PROBLEM DESCRIPTION: Your answer should consist of every line in the records that holds "scaled".

■ ■ ■ ■ ■

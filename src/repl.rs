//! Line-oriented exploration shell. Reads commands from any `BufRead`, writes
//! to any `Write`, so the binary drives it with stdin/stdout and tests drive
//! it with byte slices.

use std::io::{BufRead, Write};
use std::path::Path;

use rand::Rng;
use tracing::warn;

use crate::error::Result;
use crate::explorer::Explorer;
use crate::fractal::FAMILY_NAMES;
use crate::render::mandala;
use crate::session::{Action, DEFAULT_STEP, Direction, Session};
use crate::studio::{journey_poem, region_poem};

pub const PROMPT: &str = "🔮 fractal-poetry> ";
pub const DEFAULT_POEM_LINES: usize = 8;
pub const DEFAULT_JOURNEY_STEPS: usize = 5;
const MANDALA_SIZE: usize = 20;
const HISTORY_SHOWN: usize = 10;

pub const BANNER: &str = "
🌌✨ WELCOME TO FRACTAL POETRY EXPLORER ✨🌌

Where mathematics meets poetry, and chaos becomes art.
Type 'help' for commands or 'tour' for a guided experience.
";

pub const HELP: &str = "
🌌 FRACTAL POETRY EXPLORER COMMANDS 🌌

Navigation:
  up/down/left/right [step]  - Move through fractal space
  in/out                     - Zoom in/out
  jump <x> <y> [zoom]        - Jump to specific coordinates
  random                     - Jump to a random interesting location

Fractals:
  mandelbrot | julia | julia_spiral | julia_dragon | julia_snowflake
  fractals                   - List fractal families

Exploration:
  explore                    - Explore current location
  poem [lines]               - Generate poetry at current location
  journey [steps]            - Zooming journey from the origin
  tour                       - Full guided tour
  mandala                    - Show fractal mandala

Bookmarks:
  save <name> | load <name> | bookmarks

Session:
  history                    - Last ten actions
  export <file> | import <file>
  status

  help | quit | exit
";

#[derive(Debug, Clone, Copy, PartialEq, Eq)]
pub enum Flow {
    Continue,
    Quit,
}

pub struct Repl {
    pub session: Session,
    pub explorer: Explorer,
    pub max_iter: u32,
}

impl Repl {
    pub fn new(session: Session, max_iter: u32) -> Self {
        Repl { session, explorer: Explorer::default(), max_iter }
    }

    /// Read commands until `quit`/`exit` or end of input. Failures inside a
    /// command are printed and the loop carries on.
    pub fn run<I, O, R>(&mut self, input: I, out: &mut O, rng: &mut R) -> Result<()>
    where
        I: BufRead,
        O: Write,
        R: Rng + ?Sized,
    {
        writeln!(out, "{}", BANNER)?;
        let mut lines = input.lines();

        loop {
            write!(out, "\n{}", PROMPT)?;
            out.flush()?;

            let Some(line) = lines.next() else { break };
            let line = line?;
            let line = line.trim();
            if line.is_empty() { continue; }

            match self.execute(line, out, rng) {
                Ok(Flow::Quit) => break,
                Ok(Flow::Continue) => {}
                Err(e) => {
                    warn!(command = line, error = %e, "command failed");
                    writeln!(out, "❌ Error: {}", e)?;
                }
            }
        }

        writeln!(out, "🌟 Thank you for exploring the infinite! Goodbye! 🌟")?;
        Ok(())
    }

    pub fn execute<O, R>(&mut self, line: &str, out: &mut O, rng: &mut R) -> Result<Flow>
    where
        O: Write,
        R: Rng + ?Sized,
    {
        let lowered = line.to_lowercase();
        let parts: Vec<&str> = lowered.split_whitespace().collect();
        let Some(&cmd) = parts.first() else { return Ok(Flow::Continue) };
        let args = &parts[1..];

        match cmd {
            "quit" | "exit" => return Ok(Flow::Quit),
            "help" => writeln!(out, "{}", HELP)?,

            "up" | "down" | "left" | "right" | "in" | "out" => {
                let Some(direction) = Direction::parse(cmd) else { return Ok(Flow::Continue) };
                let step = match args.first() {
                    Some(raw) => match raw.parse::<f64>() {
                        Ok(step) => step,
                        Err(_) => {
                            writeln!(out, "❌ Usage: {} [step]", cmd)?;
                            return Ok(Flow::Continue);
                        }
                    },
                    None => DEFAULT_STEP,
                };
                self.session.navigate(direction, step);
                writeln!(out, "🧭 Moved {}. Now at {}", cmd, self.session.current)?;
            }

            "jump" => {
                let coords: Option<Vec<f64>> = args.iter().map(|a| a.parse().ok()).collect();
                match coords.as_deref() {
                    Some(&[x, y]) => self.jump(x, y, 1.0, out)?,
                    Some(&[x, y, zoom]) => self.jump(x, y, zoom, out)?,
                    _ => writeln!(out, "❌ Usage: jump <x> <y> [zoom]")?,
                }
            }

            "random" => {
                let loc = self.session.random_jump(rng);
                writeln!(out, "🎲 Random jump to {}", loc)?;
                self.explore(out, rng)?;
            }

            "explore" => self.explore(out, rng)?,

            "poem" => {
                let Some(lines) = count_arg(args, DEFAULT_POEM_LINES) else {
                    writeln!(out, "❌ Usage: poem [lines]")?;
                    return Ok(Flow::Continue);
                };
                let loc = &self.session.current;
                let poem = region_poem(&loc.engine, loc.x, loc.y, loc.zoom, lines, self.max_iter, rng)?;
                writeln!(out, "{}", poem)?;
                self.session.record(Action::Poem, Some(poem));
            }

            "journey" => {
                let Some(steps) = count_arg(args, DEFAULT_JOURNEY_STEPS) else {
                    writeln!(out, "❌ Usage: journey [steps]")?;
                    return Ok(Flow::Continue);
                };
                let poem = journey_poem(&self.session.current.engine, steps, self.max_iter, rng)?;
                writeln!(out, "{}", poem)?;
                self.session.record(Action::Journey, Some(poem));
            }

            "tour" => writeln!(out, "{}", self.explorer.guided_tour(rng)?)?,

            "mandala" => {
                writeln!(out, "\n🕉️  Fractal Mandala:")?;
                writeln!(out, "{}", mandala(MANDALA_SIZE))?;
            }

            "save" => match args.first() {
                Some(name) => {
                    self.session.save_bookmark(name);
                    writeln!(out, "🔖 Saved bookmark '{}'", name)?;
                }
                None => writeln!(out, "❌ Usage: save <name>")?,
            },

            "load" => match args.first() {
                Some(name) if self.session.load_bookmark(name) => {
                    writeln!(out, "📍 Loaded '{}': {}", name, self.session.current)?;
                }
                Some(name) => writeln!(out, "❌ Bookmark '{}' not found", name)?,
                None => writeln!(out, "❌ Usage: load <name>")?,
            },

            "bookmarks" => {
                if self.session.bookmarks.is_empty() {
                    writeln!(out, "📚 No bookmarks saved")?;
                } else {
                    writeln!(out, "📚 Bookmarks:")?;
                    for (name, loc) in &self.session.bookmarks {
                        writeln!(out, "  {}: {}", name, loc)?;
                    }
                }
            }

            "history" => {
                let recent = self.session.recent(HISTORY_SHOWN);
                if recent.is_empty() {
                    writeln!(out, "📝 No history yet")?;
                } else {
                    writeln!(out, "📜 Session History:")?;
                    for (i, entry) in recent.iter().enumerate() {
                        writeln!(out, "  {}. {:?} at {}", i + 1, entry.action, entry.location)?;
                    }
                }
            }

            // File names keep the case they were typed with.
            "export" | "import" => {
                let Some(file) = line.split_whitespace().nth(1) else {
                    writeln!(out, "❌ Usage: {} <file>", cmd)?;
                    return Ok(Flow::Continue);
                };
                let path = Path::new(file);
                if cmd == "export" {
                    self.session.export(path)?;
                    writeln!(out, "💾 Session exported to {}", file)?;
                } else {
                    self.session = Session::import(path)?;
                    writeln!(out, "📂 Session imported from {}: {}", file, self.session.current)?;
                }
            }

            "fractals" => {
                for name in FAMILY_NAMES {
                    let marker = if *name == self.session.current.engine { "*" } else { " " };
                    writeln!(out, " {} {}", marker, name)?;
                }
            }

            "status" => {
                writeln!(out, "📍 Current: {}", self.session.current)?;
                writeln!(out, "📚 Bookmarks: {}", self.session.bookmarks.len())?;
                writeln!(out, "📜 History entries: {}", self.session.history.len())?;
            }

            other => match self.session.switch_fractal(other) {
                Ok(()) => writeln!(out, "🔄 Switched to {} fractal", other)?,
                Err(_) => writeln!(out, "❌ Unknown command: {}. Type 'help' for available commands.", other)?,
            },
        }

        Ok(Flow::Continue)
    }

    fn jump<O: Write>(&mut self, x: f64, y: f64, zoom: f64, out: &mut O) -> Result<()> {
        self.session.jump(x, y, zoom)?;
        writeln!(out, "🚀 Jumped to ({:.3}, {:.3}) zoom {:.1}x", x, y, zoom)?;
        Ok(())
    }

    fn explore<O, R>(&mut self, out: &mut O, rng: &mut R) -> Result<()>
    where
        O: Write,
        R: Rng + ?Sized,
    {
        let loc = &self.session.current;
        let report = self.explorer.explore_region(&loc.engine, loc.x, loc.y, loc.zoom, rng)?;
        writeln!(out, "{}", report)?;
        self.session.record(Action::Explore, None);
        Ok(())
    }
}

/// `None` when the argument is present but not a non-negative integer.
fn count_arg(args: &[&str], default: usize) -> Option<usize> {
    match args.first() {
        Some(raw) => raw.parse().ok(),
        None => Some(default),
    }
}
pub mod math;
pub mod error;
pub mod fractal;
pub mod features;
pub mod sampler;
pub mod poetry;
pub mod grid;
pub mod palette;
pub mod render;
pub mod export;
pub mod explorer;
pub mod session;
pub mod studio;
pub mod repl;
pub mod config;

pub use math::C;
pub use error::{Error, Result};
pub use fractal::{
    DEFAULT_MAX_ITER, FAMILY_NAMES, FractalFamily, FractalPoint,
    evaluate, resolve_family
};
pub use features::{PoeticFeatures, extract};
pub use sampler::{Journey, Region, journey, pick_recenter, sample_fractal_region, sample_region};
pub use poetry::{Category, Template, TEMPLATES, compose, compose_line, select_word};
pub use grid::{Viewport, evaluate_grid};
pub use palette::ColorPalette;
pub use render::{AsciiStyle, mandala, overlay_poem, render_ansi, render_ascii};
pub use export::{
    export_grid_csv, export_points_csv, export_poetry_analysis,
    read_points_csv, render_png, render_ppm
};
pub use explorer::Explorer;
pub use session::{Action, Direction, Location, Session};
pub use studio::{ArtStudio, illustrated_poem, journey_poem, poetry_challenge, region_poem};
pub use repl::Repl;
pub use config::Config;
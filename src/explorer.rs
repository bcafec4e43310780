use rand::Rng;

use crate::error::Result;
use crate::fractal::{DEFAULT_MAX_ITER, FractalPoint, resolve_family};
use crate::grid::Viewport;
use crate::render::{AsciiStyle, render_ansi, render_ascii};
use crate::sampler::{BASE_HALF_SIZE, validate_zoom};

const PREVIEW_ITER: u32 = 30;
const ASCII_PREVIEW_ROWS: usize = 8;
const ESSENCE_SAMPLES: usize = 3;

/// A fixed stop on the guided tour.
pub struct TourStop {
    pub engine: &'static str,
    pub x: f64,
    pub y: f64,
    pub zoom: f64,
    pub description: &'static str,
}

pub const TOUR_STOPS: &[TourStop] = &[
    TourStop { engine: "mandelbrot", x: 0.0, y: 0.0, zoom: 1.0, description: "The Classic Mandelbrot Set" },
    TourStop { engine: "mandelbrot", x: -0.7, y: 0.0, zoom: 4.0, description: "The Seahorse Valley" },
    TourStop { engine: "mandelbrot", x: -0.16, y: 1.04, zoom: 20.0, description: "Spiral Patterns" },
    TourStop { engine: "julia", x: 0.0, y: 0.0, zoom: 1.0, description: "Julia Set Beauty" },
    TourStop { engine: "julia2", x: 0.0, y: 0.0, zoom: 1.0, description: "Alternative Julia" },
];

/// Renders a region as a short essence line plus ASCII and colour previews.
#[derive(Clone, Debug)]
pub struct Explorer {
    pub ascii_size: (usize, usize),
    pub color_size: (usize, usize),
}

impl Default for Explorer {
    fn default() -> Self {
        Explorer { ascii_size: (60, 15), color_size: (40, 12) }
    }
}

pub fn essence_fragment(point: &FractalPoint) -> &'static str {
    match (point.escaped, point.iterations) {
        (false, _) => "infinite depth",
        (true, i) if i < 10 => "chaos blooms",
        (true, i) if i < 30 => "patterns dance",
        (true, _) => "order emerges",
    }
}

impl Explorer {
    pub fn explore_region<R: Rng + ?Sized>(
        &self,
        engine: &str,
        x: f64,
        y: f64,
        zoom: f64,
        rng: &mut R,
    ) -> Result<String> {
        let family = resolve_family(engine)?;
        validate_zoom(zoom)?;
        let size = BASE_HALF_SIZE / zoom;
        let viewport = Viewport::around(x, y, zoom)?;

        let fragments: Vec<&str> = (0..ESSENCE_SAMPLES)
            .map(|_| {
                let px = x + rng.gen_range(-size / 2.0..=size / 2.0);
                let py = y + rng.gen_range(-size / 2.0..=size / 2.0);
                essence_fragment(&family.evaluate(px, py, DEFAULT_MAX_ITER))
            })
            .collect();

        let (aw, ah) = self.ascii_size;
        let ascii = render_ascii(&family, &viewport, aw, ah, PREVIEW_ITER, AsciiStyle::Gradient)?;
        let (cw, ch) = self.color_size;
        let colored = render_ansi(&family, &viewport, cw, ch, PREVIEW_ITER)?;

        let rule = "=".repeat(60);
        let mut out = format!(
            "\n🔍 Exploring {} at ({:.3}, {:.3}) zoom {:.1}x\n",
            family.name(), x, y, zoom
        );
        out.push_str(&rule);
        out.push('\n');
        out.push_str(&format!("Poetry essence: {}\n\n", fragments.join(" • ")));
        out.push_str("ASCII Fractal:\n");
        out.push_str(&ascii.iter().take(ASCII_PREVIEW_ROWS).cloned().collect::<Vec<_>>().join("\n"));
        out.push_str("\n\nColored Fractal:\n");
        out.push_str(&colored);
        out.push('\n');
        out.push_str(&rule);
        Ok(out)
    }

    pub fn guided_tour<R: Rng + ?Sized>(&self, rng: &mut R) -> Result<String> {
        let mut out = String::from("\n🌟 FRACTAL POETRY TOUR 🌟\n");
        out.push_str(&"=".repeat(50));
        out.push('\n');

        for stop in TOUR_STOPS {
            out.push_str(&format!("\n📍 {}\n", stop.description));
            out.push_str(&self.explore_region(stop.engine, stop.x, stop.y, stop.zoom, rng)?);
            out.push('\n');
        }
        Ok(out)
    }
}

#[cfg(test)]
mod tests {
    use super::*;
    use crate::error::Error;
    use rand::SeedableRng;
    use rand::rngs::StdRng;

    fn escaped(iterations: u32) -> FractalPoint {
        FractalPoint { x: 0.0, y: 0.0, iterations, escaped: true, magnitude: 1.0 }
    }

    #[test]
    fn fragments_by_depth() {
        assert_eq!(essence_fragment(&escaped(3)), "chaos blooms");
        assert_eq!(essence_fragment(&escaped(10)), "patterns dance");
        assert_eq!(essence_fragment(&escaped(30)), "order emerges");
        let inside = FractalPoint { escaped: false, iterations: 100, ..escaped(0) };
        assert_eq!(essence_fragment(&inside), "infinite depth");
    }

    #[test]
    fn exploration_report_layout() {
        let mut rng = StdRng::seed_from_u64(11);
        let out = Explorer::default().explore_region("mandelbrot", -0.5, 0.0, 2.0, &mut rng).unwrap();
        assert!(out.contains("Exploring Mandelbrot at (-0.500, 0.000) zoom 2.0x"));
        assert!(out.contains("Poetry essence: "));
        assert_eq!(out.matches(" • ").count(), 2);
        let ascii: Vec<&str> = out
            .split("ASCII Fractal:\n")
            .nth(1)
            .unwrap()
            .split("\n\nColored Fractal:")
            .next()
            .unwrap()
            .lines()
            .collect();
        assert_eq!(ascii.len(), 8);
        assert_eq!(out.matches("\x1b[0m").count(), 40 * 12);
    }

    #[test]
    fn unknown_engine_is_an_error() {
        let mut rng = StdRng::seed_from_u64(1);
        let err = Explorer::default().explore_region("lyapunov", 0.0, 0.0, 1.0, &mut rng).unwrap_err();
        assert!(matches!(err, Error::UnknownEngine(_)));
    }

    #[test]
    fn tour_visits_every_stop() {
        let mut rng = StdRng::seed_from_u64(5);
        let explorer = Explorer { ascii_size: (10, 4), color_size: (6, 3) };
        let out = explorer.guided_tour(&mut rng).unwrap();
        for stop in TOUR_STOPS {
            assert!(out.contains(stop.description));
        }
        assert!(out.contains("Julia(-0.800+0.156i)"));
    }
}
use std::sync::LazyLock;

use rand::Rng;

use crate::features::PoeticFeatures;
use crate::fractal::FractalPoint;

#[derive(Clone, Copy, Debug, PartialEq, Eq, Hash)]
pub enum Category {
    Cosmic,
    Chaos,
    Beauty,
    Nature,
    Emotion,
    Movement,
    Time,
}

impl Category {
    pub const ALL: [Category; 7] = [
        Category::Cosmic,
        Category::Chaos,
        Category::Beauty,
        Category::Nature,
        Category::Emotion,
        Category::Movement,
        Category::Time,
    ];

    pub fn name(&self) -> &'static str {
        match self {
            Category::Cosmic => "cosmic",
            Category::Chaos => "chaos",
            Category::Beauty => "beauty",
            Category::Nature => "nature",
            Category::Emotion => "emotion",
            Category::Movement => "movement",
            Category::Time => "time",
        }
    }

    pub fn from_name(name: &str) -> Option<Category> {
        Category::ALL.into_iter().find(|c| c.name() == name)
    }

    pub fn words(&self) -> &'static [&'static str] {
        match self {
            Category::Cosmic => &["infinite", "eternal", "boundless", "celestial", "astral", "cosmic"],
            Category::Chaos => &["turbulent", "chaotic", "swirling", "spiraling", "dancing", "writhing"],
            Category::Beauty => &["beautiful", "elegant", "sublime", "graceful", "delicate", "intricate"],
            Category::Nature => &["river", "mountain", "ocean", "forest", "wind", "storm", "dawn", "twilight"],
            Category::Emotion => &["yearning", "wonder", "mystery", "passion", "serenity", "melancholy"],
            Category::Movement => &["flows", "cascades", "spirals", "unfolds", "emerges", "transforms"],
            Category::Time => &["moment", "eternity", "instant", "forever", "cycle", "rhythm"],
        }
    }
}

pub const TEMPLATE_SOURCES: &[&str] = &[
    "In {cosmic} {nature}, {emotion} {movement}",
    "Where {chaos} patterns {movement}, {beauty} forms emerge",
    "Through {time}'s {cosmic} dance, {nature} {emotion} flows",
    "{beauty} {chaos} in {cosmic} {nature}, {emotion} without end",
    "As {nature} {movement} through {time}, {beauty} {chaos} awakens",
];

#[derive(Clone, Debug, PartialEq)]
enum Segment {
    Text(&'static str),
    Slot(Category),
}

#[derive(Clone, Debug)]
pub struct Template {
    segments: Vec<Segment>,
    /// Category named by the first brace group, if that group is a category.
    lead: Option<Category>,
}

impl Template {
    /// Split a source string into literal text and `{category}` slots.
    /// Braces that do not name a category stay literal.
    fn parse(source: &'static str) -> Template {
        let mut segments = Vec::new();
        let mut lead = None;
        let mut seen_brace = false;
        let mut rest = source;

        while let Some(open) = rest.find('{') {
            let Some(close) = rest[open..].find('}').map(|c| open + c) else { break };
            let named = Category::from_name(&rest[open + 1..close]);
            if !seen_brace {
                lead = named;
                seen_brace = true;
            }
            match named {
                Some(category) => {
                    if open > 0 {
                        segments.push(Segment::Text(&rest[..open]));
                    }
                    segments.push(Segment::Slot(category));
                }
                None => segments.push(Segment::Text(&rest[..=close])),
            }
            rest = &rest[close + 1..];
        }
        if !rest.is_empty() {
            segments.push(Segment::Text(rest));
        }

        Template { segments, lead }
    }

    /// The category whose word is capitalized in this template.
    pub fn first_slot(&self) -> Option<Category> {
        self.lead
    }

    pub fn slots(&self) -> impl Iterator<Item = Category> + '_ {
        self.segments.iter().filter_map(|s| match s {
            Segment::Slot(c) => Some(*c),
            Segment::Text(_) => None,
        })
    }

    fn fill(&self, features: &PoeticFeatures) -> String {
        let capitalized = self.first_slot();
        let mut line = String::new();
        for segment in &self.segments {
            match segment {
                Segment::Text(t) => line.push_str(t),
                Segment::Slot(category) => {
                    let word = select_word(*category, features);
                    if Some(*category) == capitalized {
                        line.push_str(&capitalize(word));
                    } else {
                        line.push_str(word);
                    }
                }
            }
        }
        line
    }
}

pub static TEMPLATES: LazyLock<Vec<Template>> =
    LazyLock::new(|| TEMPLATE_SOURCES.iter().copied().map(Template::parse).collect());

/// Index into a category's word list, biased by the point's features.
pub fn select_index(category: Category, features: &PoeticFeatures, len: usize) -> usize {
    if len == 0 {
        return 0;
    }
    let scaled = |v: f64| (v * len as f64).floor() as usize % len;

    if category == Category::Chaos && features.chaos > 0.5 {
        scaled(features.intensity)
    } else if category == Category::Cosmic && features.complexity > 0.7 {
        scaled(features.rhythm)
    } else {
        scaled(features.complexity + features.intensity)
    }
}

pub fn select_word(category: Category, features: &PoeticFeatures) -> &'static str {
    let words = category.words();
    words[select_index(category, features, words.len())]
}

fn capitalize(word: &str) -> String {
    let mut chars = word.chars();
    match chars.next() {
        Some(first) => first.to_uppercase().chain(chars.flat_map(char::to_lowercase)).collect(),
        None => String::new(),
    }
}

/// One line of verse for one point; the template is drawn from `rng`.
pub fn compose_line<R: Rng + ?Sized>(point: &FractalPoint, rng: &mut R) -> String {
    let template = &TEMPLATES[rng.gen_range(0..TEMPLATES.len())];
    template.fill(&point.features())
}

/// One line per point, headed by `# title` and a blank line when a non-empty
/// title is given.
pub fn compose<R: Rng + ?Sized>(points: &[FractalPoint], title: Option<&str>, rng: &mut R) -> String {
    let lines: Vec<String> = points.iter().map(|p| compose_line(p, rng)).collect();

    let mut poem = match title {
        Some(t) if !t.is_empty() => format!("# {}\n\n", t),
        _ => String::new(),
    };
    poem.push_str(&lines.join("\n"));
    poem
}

■ ■ ■ ■ ■

EXERCISE RESULT:
    let scaled = |v: f64| (v * len as f64).floor() as usize % len;
        scaled(features.intensity)
        scaled(features.rhythm)
        scaled(features.complexity + features.intensity)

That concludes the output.